EXERCISE GOAL: Search the records below for "기록합니다" and copy every line it turns up in.

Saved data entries
--

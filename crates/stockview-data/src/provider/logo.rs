//! 로고 해석 및 빠른 시세 폴백.
//!
//! 티커 심볼에서 표시 가능한 이미지를 얻습니다. 심볼 표기 변형마다
//! 후보 URL을 만들어 순서대로 존재를 확인하고, 처음으로 로드되는
//! 후보를 사용합니다. 모두 실패하면 플레이스홀더 센티널을 반환하며
//! 호출자(UI)가 내장 플레이스홀더 에셋으로 대체합니다.

use crate::batch::join_bounded;
use crate::error::{DataError, Result};
use serde_json::Value;
use std::time::Duration;
use stockview_core::{normalize_symbol, LogoConfig, QuickQuote};
use tracing::{debug, warn};

/// 로고 해석 결과.
#[derive(Debug, Clone, PartialEq, Eq)]
pub enum LogoSource {
    /// 로드 확인된 원격 이미지 URL
    Remote(String),
    /// 로컬 플레이스홀더 에셋 사용
    Placeholder,
}

impl LogoSource {
    /// 플레이스홀더인지 확인합니다.
    pub fn is_placeholder(&self) -> bool {
        matches!(self, LogoSource::Placeholder)
    }
}

/// 로고 해석기.
#[derive(Clone)]
pub struct LogoResolver {
    client: reqwest::Client,
    image_base_url: String,
    quote_base_url: String,
    max_concurrency: usize,
}

impl LogoResolver {
    /// 새 로고 해석기를 생성합니다.
    pub fn new(config: &LogoConfig) -> Self {
        Self {
            client: reqwest::Client::builder()
                .timeout(Duration::from_millis(config.probe_timeout_ms))
                .build()
                .expect("HTTP 클라이언트 생성 실패"),
            image_base_url: config.image_base_url.trim_end_matches('/').to_string(),
            quote_base_url: config.quote_base_url.trim_end_matches('/').to_string(),
            max_concurrency: config.max_concurrency,
        }
    }

    /// 심볼의 후보 이미지 URL 목록을 생성합니다.
    ///
    /// 더 구체적인 변형이 앞에, 기본 티커가 마지막에 옵니다.
    /// 같은 입력에 대해 순서는 항상 동일합니다.
    pub fn candidate_uris(&self, symbol: &str) -> Vec<String> {
        symbol_variants(symbol)
            .into_iter()
            .map(|variant| format!("{}/{}.png", self.image_base_url, variant))
            .collect()
    }

    /// 후보 목록을 순서대로 확인하여 첫 번째로 로드되는 URL을 반환합니다.
    ///
    /// 후보 하나의 실패가 나머지 확인을 중단시키지 않습니다.
    /// 모두 실패하거나 목록이 비어 있으면 플레이스홀더입니다.
    pub async fn resolve_candidates(&self, candidates: &[String]) -> LogoSource {
        for url in candidates {
            match self.probe(url).await {
                Ok(true) => {
                    debug!(url = %url, "Logo candidate resolved");
                    return LogoSource::Remote(url.clone());
                }
                Ok(false) => {}
                Err(err) => {
                    debug!(url = %url, error = %err, "Logo candidate probe failed");
                }
            }
        }
        LogoSource::Placeholder
    }

    /// 심볼의 로고를 해석합니다.
    pub async fn resolve(&self, symbol: &str) -> LogoSource {
        let candidates = self.candidate_uris(symbol);
        self.resolve_candidates(&candidates).await
    }

    /// 여러 심볼의 로고를 동시 실행 상한 아래에서 일괄 해석합니다.
    ///
    /// 심볼 하나의 실패는 해당 항목만 플레이스홀더로 강등됩니다.
    pub async fn resolve_many(&self, symbols: &[String]) -> Vec<(String, LogoSource)> {
        let outcomes = join_bounded(symbols.iter(), self.max_concurrency, |symbol| async move {
            Ok((symbol.clone(), self.resolve(symbol).await))
        })
        .await;

        outcomes
            .into_iter()
            .zip(symbols)
            .map(|(outcome, symbol)| {
                outcome.unwrap_or_else(|_| (symbol.clone(), LogoSource::Placeholder))
            })
            .collect()
    }

    /// 후보 URL의 존재를 확인합니다.
    async fn probe(&self, url: &str) -> Result<bool> {
        let response = self
            .client
            .head(url)
            .send()
            .await
            .map_err(|e| DataError::FetchFailed(e.to_string()))?;
        Ok(response.status().is_success())
    }

    /// 빠른 시세를 가져옵니다 (보조 제공자, 자격증명 불필요).
    ///
    /// 워치리스트 표시에서 최후 수단으로 사용하는 가격 폴백입니다.
    pub async fn quick_quote(&self, symbol: &str) -> Result<QuickQuote> {
        let symbol = normalize_symbol(symbol);
        let url = format!("{}/{}", self.quote_base_url, symbol);

        let response = self
            .client
            .get(&url)
            .send()
            .await
            .map_err(|e| DataError::FetchFailed(e.to_string()))?;

        if !response.status().is_success() {
            return Err(DataError::FetchFailed(format!(
                "HTTP {}",
                response.status()
            )));
        }

        let body: Value = response
            .json()
            .await
            .map_err(|e| DataError::FetchFailed(format!("응답 본문 파싱 실패: {}", e)))?;

        let quote = QuickQuote {
            symbol,
            price: display_field(&body, &["price", "close", "last"]),
            change_percent: display_field(&body, &["change", "change_percent"]),
        };

        if quote.price.is_empty() {
            warn!(symbol = %quote.symbol, "Quick quote without price field");
        }

        Ok(quote)
    }
}

/// 심볼 표기 변형을 생성합니다.
///
/// 심볼 자체, `.`→`-` 치환, `-`→`.` 치환, 첫 구분자 앞 접두어 순이며
/// 중복은 첫 등장만 유지합니다.
fn symbol_variants(symbol: &str) -> Vec<String> {
    let symbol = normalize_symbol(symbol);
    if symbol.is_empty() {
        return Vec::new();
    }

    let prefix: String = symbol
        .split(['.', '-'])
        .next()
        .unwrap_or(&symbol)
        .to_string();

    let mut variants = Vec::new();
    for variant in [
        symbol.clone(),
        symbol.replace('.', "-"),
        symbol.replace('-', "."),
        prefix,
    ] {
        if !variant.is_empty() && !variants.contains(&variant) {
            variants.push(variant);
        }
    }

    variants
}

/// 레코드에서 후보 키 순서대로 표시용 문자열을 추출합니다.
fn display_field(record: &Value, candidates: &[&str]) -> String {
    for key in candidates {
        match record.get(*key) {
            Some(Value::String(text)) => return text.clone(),
            Some(Value::Number(number)) => return number.to_string(),
            _ => {}
        }
    }
    String::new()
}

#[cfg(test)]
mod tests {
    use super::*;

    #[test]
    fn test_variants_dotted_symbol() {
        // "."과 "-" 변형이 모두 생성되고 접두어가 마지막
        assert_eq!(symbol_variants("BRK.B"), vec!["BRK.B", "BRK-B", "BRK"]);
    }

    #[test]
    fn test_variants_dashed_symbol() {
        assert_eq!(symbol_variants("BF-B"), vec!["BF-B", "BF.B", "BF"]);
    }

    #[test]
    fn test_variants_plain_symbol_deduped() {
        // 구분자가 없으면 변형이 모두 같으므로 하나만 남음
        assert_eq!(symbol_variants("AAPL"), vec!["AAPL"]);
        assert!(symbol_variants("").is_empty());
    }

    #[test]
    fn test_variants_deterministic() {
        assert_eq!(symbol_variants("brk.b"), symbol_variants("BRK.B"));
    }

    #[test]
    fn test_candidate_uris_formatting() {
        let resolver = LogoResolver::new(&LogoConfig {
            image_base_url: "https://img.example.com/logos/".to_string(),
            ..LogoConfig::default()
        });

        let uris = resolver.candidate_uris("BRK.B");
        assert_eq!(
            uris,
            vec![
                "https://img.example.com/logos/BRK.B.png",
                "https://img.example.com/logos/BRK-B.png",
                "https://img.example.com/logos/BRK.png",
            ]
        );
    }
}
//! 키-값 캐시 저장소.
//!
//! 문자열 키로 JSON 직렬화 값을 보관하는 범용 저장소 레이어입니다.
//! TTL이나 스키마에 대한 지식은 없으며 순수한 문자열 영속화만 담당합니다.
//!
//! 읽기 시 파싱에 실패한 값은 캐시 미스로 처리하고 호출자에게 오류를
//! 전파하지 않습니다.

use crate::error::{DataError, Result};
use async_trait::async_trait;
use serde::{de::DeserializeOwned, Serialize};
use std::collections::HashMap;
use std::path::{Path, PathBuf};
use tokio::sync::RwLock;
use tracing::{debug, warn};

/// 문자열 키-값 저장소 계약.
///
/// 값은 쓰기 시 JSON 텍스트로 직렬화되고 읽기 시 파싱됩니다.
#[async_trait]
pub trait KvStore: Send + Sync {
    /// 키의 원본 문자열 값을 가져옵니다.
    async fn get_raw(&self, key: &str) -> Result<Option<String>>;

    /// 키에 원본 문자열 값을 저장합니다.
    async fn set_raw(&self, key: &str, value: String) -> Result<()>;

    /// 키를 삭제합니다.
    async fn remove(&self, key: &str) -> Result<()>;
}

/// 저장소에서 값을 가져와 역직렬화합니다.
///
/// 파싱 실패는 캐시 미스(`None`)로 처리합니다.
pub async fn get_json<T: DeserializeOwned>(store: &dyn KvStore, key: &str) -> Result<Option<T>> {
    let raw = match store.get_raw(key).await? {
        Some(raw) => raw,
        None => return Ok(None),
    };

    match serde_json::from_str(&raw) {
        Ok(value) => Ok(Some(value)),
        Err(err) => {
            // 손상된 항목은 미스로 강등
            debug!(key = key, error = %err, "Malformed stored value, treating as miss");
            Ok(None)
        }
    }
}

/// 값을 직렬화하여 저장소에 기록합니다.
pub async fn set_json<T: Serialize + ?Sized>(
    store: &dyn KvStore,
    key: &str,
    value: &T,
) -> Result<()> {
    let json = serde_json::to_string(value).map_err(|e| DataError::Serialization(e.to_string()))?;
    store.set_raw(key, json).await
}

// =============================================================================
// 메모리 저장소
// =============================================================================

/// 메모리 기반 키-값 저장소.
///
/// 테스트와 임시(비영속) 세션에서 사용합니다.
#[derive(Default)]
pub struct MemoryKvStore {
    entries: RwLock<HashMap<String, String>>,
}

impl MemoryKvStore {
    /// 빈 메모리 저장소를 생성합니다.
    pub fn new() -> Self {
        Self::default()
    }
}

#[async_trait]
impl KvStore for MemoryKvStore {
    async fn get_raw(&self, key: &str) -> Result<Option<String>> {
        let entries = self.entries.read().await;
        Ok(entries.get(key).cloned())
    }

    async fn set_raw(&self, key: &str, value: String) -> Result<()> {
        let mut entries = self.entries.write().await;
        entries.insert(key.to_string(), value);
        Ok(())
    }

    async fn remove(&self, key: &str) -> Result<()> {
        let mut entries = self.entries.write().await;
        entries.remove(key);
        Ok(())
    }
}

// =============================================================================
// 파일 저장소
// =============================================================================

/// 파일 기반 키-값 저장소.
///
/// 전체 맵을 하나의 JSON 문서로 보관하며, 쓰기마다 임시 파일에 기록 후
/// 원자적 rename으로 교체합니다. 키 간 트랜잭션 격리는 제공하지 않습니다.
pub struct FileKvStore {
    path: PathBuf,
    entries: RwLock<HashMap<String, String>>,
}

impl FileKvStore {
    /// 파일 저장소를 엽니다.
    ///
    /// 파일이 없거나 손상된 경우 빈 저장소로 시작합니다.
    pub async fn open<P: AsRef<Path>>(path: P) -> Result<Self> {
        let path = path.as_ref().to_path_buf();

        if let Some(parent) = path.parent() {
            tokio::fs::create_dir_all(parent)
                .await
                .map_err(|e| DataError::Persistence(format!("디렉터리 생성 실패: {}", e)))?;
        }

        let entries = match tokio::fs::read_to_string(&path).await {
            Ok(raw) => match serde_json::from_str::<HashMap<String, String>>(&raw) {
                Ok(entries) => entries,
                Err(err) => {
                    warn!(path = %path.display(), error = %err, "Malformed store file, starting empty");
                    HashMap::new()
                }
            },
            Err(_) => HashMap::new(),
        };

        debug!(path = %path.display(), keys = entries.len(), "File store opened");

        Ok(Self {
            path,
            entries: RwLock::new(entries),
        })
    }

    /// 현재 맵 전체를 디스크에 기록합니다.
    ///
    /// 호출자는 쓰기 잠금을 보유한 상태여야 합니다.
    async fn flush(&self, entries: &HashMap<String, String>) -> Result<()> {
        let json = serde_json::to_string(entries)
            .map_err(|e| DataError::Serialization(e.to_string()))?;

        let tmp_path = self.path.with_extension("tmp");
        tokio::fs::write(&tmp_path, json)
            .await
            .map_err(|e| DataError::Persistence(format!("저장소 기록 실패: {}", e)))?;
        tokio::fs::rename(&tmp_path, &self.path)
            .await
            .map_err(|e| DataError::Persistence(format!("저장소 교체 실패: {}", e)))?;

        Ok(())
    }
}

#[async_trait]
impl KvStore for FileKvStore {
    async fn get_raw(&self, key: &str) -> Result<Option<String>> {
        let entries = self.entries.read().await;
        Ok(entries.get(key).cloned())
    }

    async fn set_raw(&self, key: &str, value: String) -> Result<()> {
        let mut entries = self.entries.write().await;
        entries.insert(key.to_string(), value);
        self.flush(&entries).await
    }

    async fn remove(&self, key: &str) -> Result<()> {
        let mut entries = self.entries.write().await;
        if entries.remove(key).is_some() {
            self.flush(&entries).await?;
        }
        Ok(())
    }
}

#[cfg(test)]
mod tests {
    use super::*;
    use serde::Deserialize;

    #[derive(Debug, PartialEq, Serialize, Deserialize)]
    struct Sample {
        label: String,
        count: u32,
    }

    #[tokio::test]
    async fn test_memory_roundtrip() {
        let store = MemoryKvStore::new();
        let sample = Sample {
            label: "hello".to_string(),
            count: 3,
        };

        set_json(&store, "sample", &sample).await.unwrap();
        let loaded: Option<Sample> = get_json(&store, "sample").await.unwrap();
        assert_eq!(loaded, Some(sample));

        store.remove("sample").await.unwrap();
        let gone: Option<Sample> = get_json(&store, "sample").await.unwrap();
        assert_eq!(gone, None);
    }

    #[tokio::test]
    async fn test_parse_failure_is_miss() {
        let store = MemoryKvStore::new();
        store
            .set_raw("broken", "{not json".to_string())
            .await
            .unwrap();

        // 손상된 값은 오류가 아니라 미스
        let loaded: Option<Sample> = get_json(&store, "broken").await.unwrap();
        assert_eq!(loaded, None);
    }

    #[tokio::test]
    async fn test_absent_key_is_miss() {
        let store = MemoryKvStore::new();
        let loaded: Option<Sample> = get_json(&store, "nothing").await.unwrap();
        assert_eq!(loaded, None);
    }
}
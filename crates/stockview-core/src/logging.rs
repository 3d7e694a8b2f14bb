//! tracing을 사용한 로깅 인프라.
//!
//! 이 모듈은 다양한 출력 형식을 지원하는 구조화된 로깅을 제공합니다:
//! - **pretty**: 개발용 사람이 읽기 쉬운 형식
//! - **json**: 운영환경/로그 집계용 JSON 형식
//! - **compact**: 로그 크기를 줄이기 위한 간결한 형식

use crate::config::LoggingConfig;
use tracing_subscriber::{
    fmt, layer::SubscriberExt, util::SubscriberInitExt, EnvFilter,
};

/// 로그 출력 형식.
#[derive(Debug, Clone, Copy, Default, PartialEq, Eq)]
pub enum LogFormat {
    /// 색상이 포함된 사람이 읽기 쉬운 형식 (개발용)
    #[default]
    Pretty,
    /// 로그 집계용 JSON 형식 (운영용)
    Json,
    /// 간결한 한 줄 형식
    Compact,
}

impl std::str::FromStr for LogFormat {
    type Err = String;

    fn from_str(s: &str) -> Result<Self, Self::Err> {
        match s.to_lowercase().as_str() {
            "pretty" => Ok(Self::Pretty),
            "json" => Ok(Self::Json),
            "compact" => Ok(Self::Compact),
            _ => Err(format!("Unknown log format: {}", s)),
        }
    }
}

/// 주어진 설정으로 로깅 시스템을 초기화합니다.
///
/// `RUST_LOG` 환경 변수가 있으면 설정의 레벨보다 우선합니다.
///
/// # 예제
///
/// ```no_run
/// use stockview_core::config::LoggingConfig;
/// use stockview_core::logging::init_logging;
///
/// init_logging(&LoggingConfig::default()).unwrap();
/// ```
pub fn init_logging(config: &LoggingConfig) -> Result<(), Box<dyn std::error::Error>> {
    let env_filter = EnvFilter::try_from_default_env()
        .or_else(|_| EnvFilter::try_new(&config.level))?;

    let format: LogFormat = config.format.parse()?;

    match format {
        LogFormat::Pretty => {
            let fmt_layer = fmt::layer().pretty().with_target(true);
            tracing_subscriber::registry()
                .with(env_filter)
                .with(fmt_layer)
                .try_init()?;
        }
        LogFormat::Json => {
            let fmt_layer = fmt::layer().json().with_target(true);
            tracing_subscriber::registry()
                .with(env_filter)
                .with(fmt_layer)
                .try_init()?;
        }
        LogFormat::Compact => {
            let fmt_layer = fmt::layer().compact().with_target(true);
            tracing_subscriber::registry()
                .with(env_filter)
                .with(fmt_layer)
                .try_init()?;
        }
    }

    tracing::info!(
        format = ?format,
        level = %config.level,
        "Logging initialized"
    );

    Ok(())
}

#[cfg(test)]
mod tests {
    use super::*;

    #[test]
    fn test_log_format_from_str() {
        assert_eq!("pretty".parse::<LogFormat>().unwrap(), LogFormat::Pretty);
        assert_eq!("JSON".parse::<LogFormat>().unwrap(), LogFormat::Json);
        assert_eq!("compact".parse::<LogFormat>().unwrap(), LogFormat::Compact);
        assert!("verbose".parse::<LogFormat>().is_err());
    }
}
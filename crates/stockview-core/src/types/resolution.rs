//! 시계열 차트를 위한 해상도 정의.
//!
//! 이 모듈은 차트 화면에서 선택 가능한 샘플링 간격을 나타내는
//! 해상도 타입을 정의합니다.

use serde::{Deserialize, Serialize};
use std::fmt;
use std::str::FromStr;

/// 시계열 해상도.
#[derive(Debug, Clone, Copy, PartialEq, Eq, Hash, Serialize, Deserialize)]
pub enum Resolution {
    /// 5분봉 (당일)
    #[serde(rename = "intraday-5min")]
    Intraday5Min,
    /// 일봉
    #[serde(rename = "daily")]
    Daily,
    /// 주봉
    #[serde(rename = "weekly")]
    Weekly,
    /// 월봉
    #[serde(rename = "monthly")]
    Monthly,
}

impl Resolution {
    /// 지원하는 모든 해상도.
    pub const ALL: [Resolution; 4] = [
        Resolution::Intraday5Min,
        Resolution::Daily,
        Resolution::Weekly,
        Resolution::Monthly,
    ];

    /// 업스트림 API의 function 파라미터 값을 반환합니다.
    pub fn upstream_function(&self) -> &'static str {
        match self {
            Resolution::Intraday5Min => "TIME_SERIES_INTRADAY",
            Resolution::Daily => "TIME_SERIES_DAILY",
            Resolution::Weekly => "TIME_SERIES_WEEKLY",
            Resolution::Monthly => "TIME_SERIES_MONTHLY",
        }
    }

    /// 응답 본문에서 시계열 맵이 들어있는 최상위 키를 반환합니다.
    pub fn series_key(&self) -> &'static str {
        match self {
            Resolution::Intraday5Min => "Time Series (5min)",
            Resolution::Daily => "Time Series (Daily)",
            Resolution::Weekly => "Weekly Time Series",
            Resolution::Monthly => "Monthly Time Series",
        }
    }

    /// 인트라데이 요청에 필요한 interval 파라미터 값.
    ///
    /// 인트라데이가 아닌 해상도는 interval 파라미터를 사용하지 않습니다.
    pub fn interval_param(&self) -> Option<&'static str> {
        match self {
            Resolution::Intraday5Min => Some("5min"),
            _ => None,
        }
    }

    /// 캐시 키에 들어가는 해상도 세그먼트를 반환합니다.
    pub fn cache_segment(&self) -> &'static str {
        match self {
            Resolution::Intraday5Min => "intraday-5min",
            Resolution::Daily => "daily",
            Resolution::Weekly => "weekly",
            Resolution::Monthly => "monthly",
        }
    }

    /// 응답 타임스탬프의 파싱 형식을 반환합니다.
    ///
    /// 인트라데이는 시각까지, 나머지는 날짜만 포함합니다.
    pub fn timestamp_format(&self) -> &'static str {
        match self {
            Resolution::Intraday5Min => "%Y-%m-%d %H:%M:%S",
            _ => "%Y-%m-%d",
        }
    }
}

impl fmt::Display for Resolution {
    fn fmt(&self, f: &mut fmt::Formatter<'_>) -> fmt::Result {
        write!(f, "{}", self.cache_segment())
    }
}

impl FromStr for Resolution {
    type Err = String;

    fn from_str(s: &str) -> Result<Self, Self::Err> {
        match s {
            "intraday-5min" => Ok(Resolution::Intraday5Min),
            "daily" => Ok(Resolution::Daily),
            "weekly" => Ok(Resolution::Weekly),
            "monthly" => Ok(Resolution::Monthly),
            _ => Err(format!("Invalid resolution: {}", s)),
        }
    }
}

#[cfg(test)]
mod tests {
    use super::*;

    #[test]
    fn test_upstream_function() {
        assert_eq!(
            Resolution::Intraday5Min.upstream_function(),
            "TIME_SERIES_INTRADAY"
        );
        assert_eq!(Resolution::Daily.upstream_function(), "TIME_SERIES_DAILY");
        assert_eq!(Resolution::Monthly.upstream_function(), "TIME_SERIES_MONTHLY");
    }

    #[test]
    fn test_interval_param() {
        assert_eq!(Resolution::Intraday5Min.interval_param(), Some("5min"));
        assert_eq!(Resolution::Weekly.interval_param(), None);
    }

    #[test]
    fn test_cache_segment_roundtrip() {
        for resolution in Resolution::ALL {
            let parsed: Resolution = resolution.cache_segment().parse().unwrap();
            assert_eq!(parsed, resolution);
        }
        assert!("hourly".parse::<Resolution>().is_err());
    }
}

--

SOLUTION FOR THIS TASK:
/// 값을 직렬화하여 저장소에 기록합니다.
    /// 현재 맵 전체를 디스크에 기록합니다.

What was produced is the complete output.